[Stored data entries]
= Beginning of Section =
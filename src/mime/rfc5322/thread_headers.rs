/*
 * thread_headers.rs
 * Copyright (C) 2026 The mockmail authors
 *
 * This file is part of mockmail.
 *
 * Parse Subject, Message-ID, References, In-Reply-To for email threading.
 */

use crate::mime::content_id::ContentID;
use crate::mime::handler::{MimeHandler, MimeParseError};
use crate::mime::rfc5322::handler::MessageHandler;
use crate::mime::rfc5322::MessageParser;

/// Subject, Message-ID, and References/In-Reply-To for thread grouping.
#[derive(Debug, Default)]
pub struct ThreadHeaders {
    pub subject: Option<String>,
    pub message_id: Option<String>,
    /// References and In-Reply-To msg-ids in order (References first, then In-Reply-To).
    pub references: Vec<String>,
}

fn content_id_to_string(c: &ContentID) -> String {
    format!("<{}@{}>", c.get_local_part(), c.get_domain())
}

struct ThreadHeadersCollector {
    out: ThreadHeaders,
}

impl Default for ThreadHeadersCollector {
    fn default() -> Self {
        Self {
            out: ThreadHeaders::default(),
        }
    }
}

impl MessageHandler for ThreadHeadersCollector {
    fn header(&mut self, name: &str, value: &str) -> Result<(), MimeParseError> {
        if name.eq_ignore_ascii_case("subject") {
            self.out.subject = Some(value.trim().to_string());
        }
        Ok(())
    }

    fn message_id_header(&mut self, name: &str, ids: &[ContentID]) -> Result<(), MimeParseError> {
        if ids.is_empty() {
            return Ok(());
        }
        let s = content_id_to_string(&ids[0]);
        if name.eq_ignore_ascii_case("message-id") {
            self.out.message_id = Some(s);
        } else if name.eq_ignore_ascii_case("references") || name.eq_ignore_ascii_case("in-reply-to") {
            for id in ids {
                self.out.references.push(content_id_to_string(id));
            }
        }
        Ok(())
    }
}

impl MimeHandler for ThreadHeadersCollector {}

/// Parse Subject, Message-ID, References, In-Reply-To from raw message bytes (headers only).
pub fn parse_thread_headers(raw: &[u8]) -> Result<ThreadHeaders, MimeParseError> {
    let collector = ThreadHeadersCollector::default();
    let mut parser = MessageParser::new(collector);
    parser.receive(raw)?;
    parser.close()?;
    Ok(parser.into_inner().out)
}
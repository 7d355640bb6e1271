/*
 * fetch.rs
 * Copyright (C) 2026 The mockmail authors
 *
 * This file is part of mockmail, an in-memory multi-protocol (SMTP/IMAP/POP3) mail
 * server used as a test double.
 *
 * mockmail is free software: you can redistribute it and/or modify
 * it under the terms of the GNU General Public License as published by
 * the Free Software Foundation, either version 3 of the License, or
 * (at your option) any later version.
 *
 * mockmail is distributed in the hope that it will be useful,
 * but WITHOUT ANY WARRANTY; without even the implied warranty of
 * MERCHANTABILITY or FITNESS FOR A PARTICULAR PURPOSE.  See the
 * GNU General Public License for more details.
 *
 * You should have received a copy of the GNU General Public License
 * along with mockmail.  If not, see <http://www.gnu.org/licenses/>.
 */

//! FETCH item formatting: flags/dates/sizes straight off `StoredMessage`, ENVELOPE and
//! BODYSTRUCTURE from the MIME parser, and BODY[section]<partial> slicing of the raw bytes
//! (or a sub-part's bytes, located via `structure::EntityNode`).

use std::collections::HashMap;

use crate::mime::{self, EntityNode, EnvelopeHeaders, MimeHandler, MimeParseError, MimeParser};
use crate::store::{Flag, StoredMessage};

use super::command::{FetchItem, Section, SectionKind};

/// One rendered `FETCH` data item, e.g. `UID 4` or `FLAGS (\Seen)`; joined with spaces and
/// wrapped in parens by the caller.
pub struct RenderedItem {
    pub text: String,
    /// True if this item implicitly set `\Seen` (a non-`.PEEK` `BODY[...]`/`RFC822`/
    /// `RFC822.TEXT` fetch of an unseen message) and the caller should fold in `FLAGS` too.
    pub marks_seen: bool,
}

pub fn render_items(msg: &StoredMessage, seq: u32, items: &[FetchItem]) -> Vec<RenderedItem> {
    items.iter().map(|item| render_one(msg, seq, item)).collect()
}

fn render_one(msg: &StoredMessage, _seq: u32, item: &FetchItem) -> RenderedItem {
    match item {
        FetchItem::Uid => RenderedItem { text: format!("UID {}", msg.uid), marks_seen: false },
        FetchItem::Flags => RenderedItem { text: format!("FLAGS ({})", flags_wire(msg)), marks_seen: false },
        FetchItem::InternalDate => {
            RenderedItem { text: format!("INTERNALDATE \"{}\"", format_internal_date(msg)), marks_seen: false }
        }
        FetchItem::Rfc822Size => RenderedItem { text: format!("RFC822.SIZE {}", msg.raw.len()), marks_seen: false },
        FetchItem::Rfc822 => {
            RenderedItem { text: literal_item("RFC822", &msg.raw), marks_seen: !msg.flags.contains(&Flag::Seen) }
        }
        FetchItem::Rfc822Header => {
            let (header, _) = split_header_body(&msg.raw);
            RenderedItem { text: literal_item("RFC822.HEADER", header), marks_seen: false }
        }
        FetchItem::Rfc822Text => {
            let (_, body) = split_header_body(&msg.raw);
            RenderedItem { text: literal_item("RFC822.TEXT", body), marks_seen: !msg.flags.contains(&Flag::Seen) }
        }
        FetchItem::Envelope => RenderedItem { text: format!("ENVELOPE {}", render_envelope(msg)), marks_seen: false },
        FetchItem::Body => {
            let tree = mime::parse_structure(&msg.raw);
            RenderedItem { text: format!("BODY {}", render_structure(tree.as_ref(), false)), marks_seen: false }
        }
        FetchItem::BodyStructure => {
            let tree = mime::parse_structure(&msg.raw);
            RenderedItem {
                text: format!("BODYSTRUCTURE {}", render_structure(tree.as_ref(), true)),
                marks_seen: false,
            }
        }
        FetchItem::BodySection { peek, section, partial } => render_section(msg, *peek, section, *partial),
    }
}

fn flags_wire(msg: &StoredMessage) -> String {
    msg.flags.iter().map(|f| f.as_wire()).collect::<Vec<_>>().join(" ")
}

fn format_internal_date(msg: &StoredMessage) -> String {
    // RFC 3501 date-time, e.g. "05-Jan-2026 10:11:12 +0000".
    msg.internal_date.format("%d-%b-%Y %H:%M:%S %z").to_string()
}

fn split_header_body(raw: &[u8]) -> (&[u8], &[u8]) {
    for i in 0..raw.len().saturating_sub(3) {
        if &raw[i..i + 4] == b"\r\n\r\n" {
            return (&raw[..i + 2], &raw[i + 4..]);
        }
    }
    (raw, &[])
}

fn literal_item(name: &str, data: &[u8]) -> String {
    format!("{} {{{}}}\r\n{}", name, data.len(), String::from_utf8_lossy(data))
}

fn quote_nstring(s: Option<&str>) -> String {
    match s {
        None => "NIL".to_string(),
        Some(s) => format!("\"{}\"", s.replace('\\', "\\\\").replace('"', "\\\"")),
    }
}

fn render_address_list(addrs: &[mime::EmailAddress]) -> String {
    if addrs.is_empty() {
        return "NIL".to_string();
    }
    let rendered: Vec<String> = addrs
        .iter()
        .map(|a| {
            format!(
                "({} NIL {} {})",
                quote_nstring(a.display_name()),
                quote_nstring(Some(a.local_part())),
                quote_nstring(Some(a.domain())),
            )
        })
        .collect();
    format!("({})", rendered.join(" "))
}

/// Renders the 10-element ENVELOPE structure (RFC 3501 §7.4.2). `EnvelopeHeaders` doesn't carry
/// Sender/Reply-To/Bcc separately, so the RFC 5322 defaulting rule applies: Sender and Reply-To
/// fall back to From when absent, and Bcc is always NIL (this store never retains it, matching
/// how it never appears on the wire to any recipient either).
fn render_envelope(msg: &StoredMessage) -> String {
    let env: EnvelopeHeaders = mime::parse_envelope(&msg.raw).unwrap_or_default();
    let date = match &env.date {
        Some(d) => quote_nstring(Some(&d.to_rfc2822())),
        None => "NIL".to_string(),
    };
    let subject = quote_nstring(env.subject.as_deref());
    let from = render_address_list(&env.from);
    let sender = if env.from.is_empty() { "NIL".to_string() } else { from.clone() };
    let reply_to = sender.clone();
    let to = render_address_list(&env.to);
    let cc = render_address_list(&env.cc);
    let bcc = "NIL";
    let in_reply_to = "NIL";
    let message_id = match &env.message_id {
        Some(id) => quote_nstring(Some(&id.to_string())),
        None => "NIL".to_string(),
    };
    format!(
        "({} {} {} {} {} {} {} {} {} {})",
        date, subject, from, sender, reply_to, to, cc, bcc, in_reply_to, message_id
    )
}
= End of Section =
== Task prompt ==
All that belongs in the answer is the lines from the start of the entries above through the line containing "let collector = ThreadHeadersCollector::default();", each given exactly.

== Answer section ==
filename src/mime/rfc5322/thread_headers.rs
/*
 * thread_headers.rs
 * Copyright (C) 2026 The mockmail authors
 *
 * This file is part of mockmail.
 *
 * Parse Subject, Message-ID, References, In-Reply-To for email threading.
 */

use crate::mime::content_id::ContentID;
use crate::mime::handler::{MimeHandler, MimeParseError};
use crate::mime::rfc5322::handler::MessageHandler;
use crate::mime::rfc5322::MessageParser;

/// Subject, Message-ID, and References/In-Reply-To for thread grouping.
#[derive(Debug, Default)]
pub struct ThreadHeaders {
    pub subject: Option<String>,
    pub message_id: Option<String>,
    /// References and In-Reply-To msg-ids in order (References first, then In-Reply-To).
    pub references: Vec<String>,
}

fn content_id_to_string(c: &ContentID) -> String {
    format!("<{}@{}>", c.get_local_part(), c.get_domain())
}

struct ThreadHeadersCollector {
    out: ThreadHeaders,
}

impl Default for ThreadHeadersCollector {
    fn default() -> Self {
        Self {
            out: ThreadHeaders::default(),
        }
    }
}

impl MessageHandler for ThreadHeadersCollector {
    fn header(&mut self, name: &str, value: &str) -> Result<(), MimeParseError> {
        if name.eq_ignore_ascii_case("subject") {
            self.out.subject = Some(value.trim().to_string());
        }
        Ok(())
    }

    fn message_id_header(&mut self, name: &str, ids: &[ContentID]) -> Result<(), MimeParseError> {
        if ids.is_empty() {
            return Ok(());
        }
        let s = content_id_to_string(&ids[0]);
        if name.eq_ignore_ascii_case("message-id") {
            self.out.message_id = Some(s);
        } else if name.eq_ignore_ascii_case("references") || name.eq_ignore_ascii_case("in-reply-to") {
            for id in ids {
                self.out.references.push(content_id_to_string(id));
            }
        }
        Ok(())
    }
}

impl MimeHandler for ThreadHeadersCollector {}

/// Parse Subject, Message-ID, References, In-Reply-To from raw message bytes (headers only).
pub fn parse_thread_headers(raw: &[u8]) -> Result<ThreadHeaders, MimeParseError> {
    let collector = ThreadHeadersCollector::default();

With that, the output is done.